Professional wrestling careerEdit

Independent circuit (1990–1993)Edit

LoGrasso started wrestling in 1990 on the independent circuit until being approached by NOW Wrestling Federation, based in Japan. Vito then went on to work in the USWA and WWC using the name Skull Von Krush. LoGrasso holds a rare pin one on one pin against Mitsuharu Misawa. He also teamed with "The Great" Genichiro Tenryu

World Wrestling Federation (1991–1993)Edit

He returned to the states in 1991 and became enhancement talent in the WWF. He wrestled on early editions of WWF Monday Night Raw as Von Krus, a german wrestler with an "evil foreigner" gimmick.

Memphis Wrestling (1994)Edit

1994 Vito debuted in USWA as Skull Von Krush managed by Lee Womack. He feuded with Brian Christopher, Spell Binder, and Jeff Gaylord. On March 7, 1994 Memphis Memories show. Vito, as Skull Von Krush, teamed with Danny Davis & Ken Wayne in a six-man tag match at a USWA show in Memphis to defeat the team of Jeff Gaylord, King Cobra & Spellbinder. He also later attacked Jerry Lawler.

Extreme Championship Wrestling (1999)Edit

After a lot of success in those promotions, Vito met up with extreme wrestler Tazz at Johnny Rodz training school, who was able to get him a try out in ECW. When he started in ECW, he was still using the name Skull Von Krush. He later changed his name to Vito "The Skull" LoGrasso and became a member of "Da Baldies" stable, who in the storyline, claimed to be an offshoot of a real life New York street gang, and as such took issue with New Jack calling himself a "Gangsta" and began a feud with him.[2] Vito worked a couple of shows with the now defunct LIWF with Billy Alaimo and was on the Junkyard Dog memorial show in a casket match at The Elks Lodge in Queens, New York.

On the November 19, 1999 edition of ECW Wrestling on TNN, LoGrasso was pinned in a tag team match where the loser of the fall was forced to leave the company as he was already signed to WCW.

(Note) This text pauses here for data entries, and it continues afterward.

use rusqlite::Connection;
use tracing::info;

use crate::Result;

/// Idempotent schema bootstrap.
///
/// No table declares `ON DELETE CASCADE`: removing a user or a message goes
/// through the explicit cascades in `queries`, and the foreign keys reject
/// anything that would leave a dangling edge.
pub fn run(conn: &Connection) -> Result<()> {
    conn.execute_batch(
        "
        CREATE TABLE IF NOT EXISTS users (
            id                INTEGER PRIMARY KEY AUTOINCREMENT,
            username          TEXT NOT NULL UNIQUE,
            email             TEXT NOT NULL UNIQUE,
            password          TEXT NOT NULL,
            image_url         TEXT NOT NULL,
            header_image_url  TEXT NOT NULL,
            bio               TEXT,
            location          TEXT,
            created_at        TEXT NOT NULL DEFAULT (datetime('now'))
        );

        CREATE TABLE IF NOT EXISTS messages (
            id          INTEGER PRIMARY KEY AUTOINCREMENT,
            text        TEXT NOT NULL,
            user_id     INTEGER NOT NULL REFERENCES users(id),
            created_at  TEXT NOT NULL DEFAULT (datetime('now'))
        );

        CREATE INDEX IF NOT EXISTS idx_messages_user
            ON messages(user_id, created_at);

        CREATE TABLE IF NOT EXISTS follows (
            follower_id  INTEGER NOT NULL REFERENCES users(id),
            followed_id  INTEGER NOT NULL REFERENCES users(id),
            created_at   TEXT NOT NULL DEFAULT (datetime('now')),
            PRIMARY KEY (follower_id, followed_id),
            CHECK (follower_id <> followed_id)
        );

        CREATE INDEX IF NOT EXISTS idx_follows_followed
            ON follows(followed_id);

        CREATE TABLE IF NOT EXISTS likes (
            user_id     INTEGER NOT NULL REFERENCES users(id),
            message_id  INTEGER NOT NULL REFERENCES messages(id),
            created_at  TEXT NOT NULL DEFAULT (datetime('now')),
            PRIMARY KEY (user_id, message_id)
        );

        CREATE INDEX IF NOT EXISTS idx_likes_message
            ON likes(message_id);
        ",
    )?;

    info!("Database migrations complete");
    Ok(())
}
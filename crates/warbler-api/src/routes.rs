use axum::{
    Router, middleware,
    routing::{get, post},
};

use crate::session::load_session;
use crate::state::AppState;
use crate::{auth, home, likes, messages, users};

/// Every route, with the session gate in front. Transport layers (CORS,
/// tracing) are added by the server.
pub fn router(state: AppState) -> Router {
    Router::new()
        .route("/", get(home::home))
        .route("/signup", post(auth::signup))
        .route("/login", post(auth::login))
        .route("/logout", post(auth::logout))
        .route("/users", get(users::list_users))
        .route("/users/profile", post(users::update_profile))
        .route("/users/delete", post(users::delete_user))
        .route("/users/follow/{id}", post(users::follow))
        .route("/users/stop-following/{id}", post(users::stop_following))
        .route("/users/{id}", get(users::show_user))
        .route("/users/{id}/following", get(users::show_following))
        .route("/users/{id}/followers", get(users::show_followers))
        .route("/users/{id}/likes", get(likes::liked_messages))
        .route("/messages/new", post(messages::new_message))
        .route("/messages/{id}", get(messages::show_message))
        .route("/messages/{id}/delete", post(messages::delete_message))
        .route("/messages/{id}/like", post(likes::toggle_like))
        .layer(middleware::from_fn_with_state(state.clone(), load_session))
        .with_state(state)
}
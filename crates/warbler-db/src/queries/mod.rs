mod follows;
mod likes;
mod messages;
mod users;

use crate::Result;

/// Extension trait for optional query results
pub(crate) trait OptionalExt<T> {
    fn optional(self) -> Result<Option<T>>;
}

impl<T> OptionalExt<T> for std::result::Result<T, rusqlite::Error> {
    fn optional(self) -> Result<Option<T>> {
        match self {
            Ok(val) => Ok(Some(val)),
            Err(rusqlite::Error::QueryReturnedNoRows) => Ok(None),
            Err(e) => Err(e.into()),
        }
    }
}

/// `COUNT(*)` helper for single-parameter counts.
pub(crate) fn count(conn: &rusqlite::Connection, sql: &str, id: i64) -> Result<usize> {
    let n: i64 = conn.query_row(sql, [id], |row| row.get(0))?;
    Ok(n as usize)
}
use argon2::{
    Argon2, PasswordHash, PasswordHasher, PasswordVerifier,
    password_hash::{SaltString, rand_core::OsRng},
};
use thiserror::Error;

#[derive(Debug, Error)]
pub enum CredentialError {
    #[error("Password hashing failed: {0}")]
    Hash(String),
}

/// Hash a plaintext password into a PHC string.
pub fn hash_password(password: &str) -> Result<String, CredentialError> {
    let salt = SaltString::generate(&mut OsRng);
    Argon2::default()
        .hash_password(password.as_bytes(), &salt)
        .map(|hash| hash.to_string())
        .map_err(|e| CredentialError::Hash(e.to_string()))
}

/// Check a plaintext password against a stored digest.
/// A malformed digest counts as a mismatch.
pub fn verify_password(digest: &str, password: &str) -> bool {
    let Ok(parsed) = PasswordHash::new(digest) else {
        return false;
    };
    Argon2::default()
        .verify_password(password.as_bytes(), &parsed)
        .is_ok()
}

#[cfg(test)]
mod tests {
    use super::*;

    #[test]
    fn hash_verify_roundtrip() {
        let digest = hash_password("hunter22").unwrap();
        assert_ne!(digest, "hunter22");
        assert!(digest.starts_with("$argon2id$"));
        assert!(verify_password(&digest, "hunter22"));
    }

    #[test]
    fn wrong_password_fails() {
        let digest = hash_password("hunter22").unwrap();
        assert!(!verify_password(&digest, "hunter23"));
        assert!(!verify_password(&digest, ""));
    }

    #[test]
    fn salts_differ() {
        let a = hash_password("same").unwrap();
        let b = hash_password("same").unwrap();
        assert_ne!(a, b);
        assert!(verify_password(&a, "same"));
        assert!(verify_password(&b, "same"));
    }

    #[test]
    fn malformed_digest_is_mismatch() {
        assert!(!verify_password("HASHED_PASSWORD", "HASHED_PASSWORD"));
    }
}
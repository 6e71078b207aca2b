use axum::{
    Extension, Form, Json,
    extract::{Path, State},
    response::{IntoResponse, Response},
};
use tracing::info;

use warbler_types::api::{MessageResponse, NewMessageForm};

use crate::ApiError;
use crate::error::found;
use crate::session::RequestContext;
use crate::state::{AppState, run_blocking};

/// POST /messages/new — post as the current user, then go to their profile.
pub async fn new_message(
    State(state): State<AppState>,
    Extension(ctx): Extension<RequestContext>,
    Form(form): Form<NewMessageForm>,
) -> Result<Response, ApiError> {
    let user_id = ctx.require_user()?.id;

    let message_id = run_blocking(&state, move |db| Ok(db.insert_message(user_id, &form.text)?)).await?;

    info!("User {} posted message {}", user_id, message_id);
    Ok(found(format!("/users/{}", user_id)))
}

/// GET /messages/{id}
pub async fn show_message(
    State(state): State<AppState>,
    Path(message_id): Path<i64>,
) -> Result<impl IntoResponse, ApiError> {
    let (row, like_count) = run_blocking(&state, move |db| {
        let row = db.get_message(message_id)?.ok_or(ApiError::NotFound("Message"))?;
        let like_count = db.count_likes(message_id)?;
        Ok((row, like_count))
    })
    .await?;

    Ok(Json(MessageResponse {
        message: row.into_message(),
        like_count,
    }))
}

/// POST /messages/{id}/delete — only the author may delete.
pub async fn delete_message(
    State(state): State<AppState>,
    Extension(ctx): Extension<RequestContext>,
    Path(message_id): Path<i64>,
) -> Result<Response, ApiError> {
    let user_id = ctx.require_user()?.id;

    run_blocking(&state, move |db| Ok(db.delete_message(message_id, user_id)?)).await?;

    info!("User {} deleted message {}", user_id, message_id);
    Ok(found(format!("/users/{}", user_id)))
}
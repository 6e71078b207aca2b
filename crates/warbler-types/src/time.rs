use chrono::{DateTime, NaiveDateTime, Utc};

/// Parse a timestamp as stored by SQLite.
///
/// `datetime('now')` yields "YYYY-MM-DD HH:MM:SS" without a zone; those are
/// read as UTC. RFC 3339 strings are accepted as well.
pub fn parse_db_timestamp(raw: &str) -> Option<DateTime<Utc>> {
    raw.parse::<DateTime<Utc>>()
        .ok()
        .or_else(|| {
            NaiveDateTime::parse_from_str(raw, "%Y-%m-%d %H:%M:%S")
                .ok()
                .map(|ndt| ndt.and_utc())
        })
}
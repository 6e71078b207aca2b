/// Cookie that carries a one-shot notice across a redirect.
pub const FLASH_COOKIE: &str = "flash";

/// Flash codes rendered by the home page after a redirect.
///
/// Every rejected access, whether the caller has no session or is acting on
/// someone else's resource, maps to [`Flash::AccessUnauthorized`] so clients
/// see a single wording.
#[derive(Debug, Clone, Copy, PartialEq, Eq)]
pub enum Flash {
    AccessUnauthorized,
    LoggedOut,
    AccountDeleted,
}

impl Flash {
    pub fn code(self) -> &'static str {
        match self {
            Self::AccessUnauthorized => "access_unauthorized",
            Self::LoggedOut => "logged_out",
            Self::AccountDeleted => "account_deleted",
        }
    }

    pub fn message(self) -> &'static str {
        match self {
            Self::AccessUnauthorized => "Access unauthorized.",
            Self::LoggedOut => "You have been logged out.",
            Self::AccountDeleted => "Your account has been deleted.",
        }
    }

    pub fn from_code(code: &str) -> Option<Self> {
        match code {
            "access_unauthorized" => Some(Self::AccessUnauthorized),
            "logged_out" => Some(Self::LoggedOut),
            "account_deleted" => Some(Self::AccountDeleted),
            _ => None,
        }
    }
}

#[cfg(test)]
mod tests {
    use super::*;

    #[test]
    fn codes_resolve_back() {
        for flash in [Flash::AccessUnauthorized, Flash::LoggedOut, Flash::AccountDeleted] {
            assert_eq!(Flash::from_code(flash.code()), Some(flash));
        }
        assert_eq!(Flash::from_code("bogus"), None);
    }
}
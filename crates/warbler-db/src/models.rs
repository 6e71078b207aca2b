//! Database row types. These map directly to SQLite rows and are kept
//! apart from the warbler-types API models; `into_*` does the conversion.

use chrono::{DateTime, Utc};
use rusqlite::Row;
use tracing::warn;

use warbler_types::models::{Message, User};
use warbler_types::time::parse_db_timestamp;

pub struct UserRow {
    pub id: i64,
    pub username: String,
    pub email: String,
    pub password: String,
    pub image_url: String,
    pub header_image_url: String,
    pub bio: Option<String>,
    pub location: Option<String>,
    pub created_at: String,
}

pub(crate) const USER_COLUMNS: &str =
    "u.id, u.username, u.email, u.password, u.image_url, u.header_image_url, u.bio, u.location, u.created_at";

impl UserRow {
    pub(crate) fn from_row(row: &Row<'_>) -> rusqlite::Result<Self> {
        Ok(Self {
            id: row.get(0)?,
            username: row.get(1)?,
            email: row.get(2)?,
            password: row.get(3)?,
            image_url: row.get(4)?,
            header_image_url: row.get(5)?,
            bio: row.get(6)?,
            location: row.get(7)?,
            created_at: row.get(8)?,
        })
    }

    /// Public view of the row; drops the password digest.
    pub fn into_user(self) -> User {
        let created_at = timestamp_or_epoch(&self.created_at, "user", self.id);
        User {
            id: self.id,
            username: self.username,
            email: self.email,
            image_url: self.image_url,
            header_image_url: self.header_image_url,
            bio: self.bio,
            location: self.location,
            created_at,
        }
    }
}

pub struct MessageRow {
    pub id: i64,
    pub text: String,
    pub user_id: i64,
    pub username: String,
    pub created_at: String,
}

pub(crate) const MESSAGE_COLUMNS: &str = "m.id, m.text, m.user_id, u.username, m.created_at";

impl MessageRow {
    pub(crate) fn from_row(row: &Row<'_>) -> rusqlite::Result<Self> {
        Ok(Self {
            id: row.get(0)?,
            text: row.get(1)?,
            user_id: row.get(2)?,
            username: row.get(3)?,
            created_at: row.get(4)?,
        })
    }

    pub fn into_message(self) -> Message {
        let created_at = timestamp_or_epoch(&self.created_at, "message", self.id);
        Message {
            id: self.id,
            text: self.text,
            user_id: self.user_id,
            username: self.username,
            created_at,
        }
    }
}

/// Insert payload for a new account. `password_hash` must already be a
/// digest; this layer never sees plaintext.
pub struct NewUser<'a> {
    /// Explicit identity. `None` lets SQLite assign one.
    pub id: Option<i64>,
    pub username: &'a str,
    pub email: &'a str,
    pub password_hash: &'a str,
    pub image_url: Option<&'a str>,
}

/// Partial profile update; `None` keeps the stored value.
#[derive(Debug, Default, Clone)]
pub struct ProfileChanges {
    pub username: Option<String>,
    pub email: Option<String>,
    pub image_url: Option<String>,
    pub header_image_url: Option<String>,
    pub bio: Option<String>,
    pub location: Option<String>,
}

/// What an account deletion removed along with the user row.
#[derive(Debug, Default, Clone, Copy, PartialEq, Eq)]
pub struct DeletedAccount {
    pub messages: usize,
    pub likes: usize,
    pub follows: usize,
}

fn timestamp_or_epoch(raw: &str, kind: &str, id: i64) -> DateTime<Utc> {
    parse_db_timestamp(raw).unwrap_or_else(|| {
        warn!("Corrupt created_at '{}' on {} {}", raw, kind, id);
        DateTime::default()
    })
}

World Championship Wrestling (1999–2001)Edit

In 1999 Vito left ECW for World Championship Wrestling (WCW) where he teamed with Johnny the Bull as The Mamalukes.[4] Managed by Tony Marinara The Mamalukes captured the WCW World Tag Team Championship twice, and were, in storyline, jointly awarded the WCW Hardcore Championship.[2] After being awarded the championship, however, Vito and Johnny were forced to face each other in a match to crown one champion, which Vito won.[2]

In WCW Vito was billed from Staten Island, New York, which is where he actually grew up.

In December 2000, the Mamalukes reunited and teamed together until March 2001, when WCW was acquired by the WWF. After the acquisition, Vito was one of the wrestlers who was lost in the shuffle, neither becoming a part of The Invasion nor taking one of the large ticket buyouts offered.

Total Nonstop Action Wrestling (2004)Edit

Vito also had a brief run in Total Nonstop Action Wrestling in late-2004 with Glenn Gilbertti, Trinity and Johnny Swinger as the "New York Connection".[5] His only feud was with "Irish" Pat Kenney, in which they exchanged victories.[6][7]

Return to WWEEdit

The Full Blooded Italians and Singles competition (2004–2007)Edit

In early 2005, Vito worked in various dark matches with Val Venis before signing a contract with WWE in June.[8]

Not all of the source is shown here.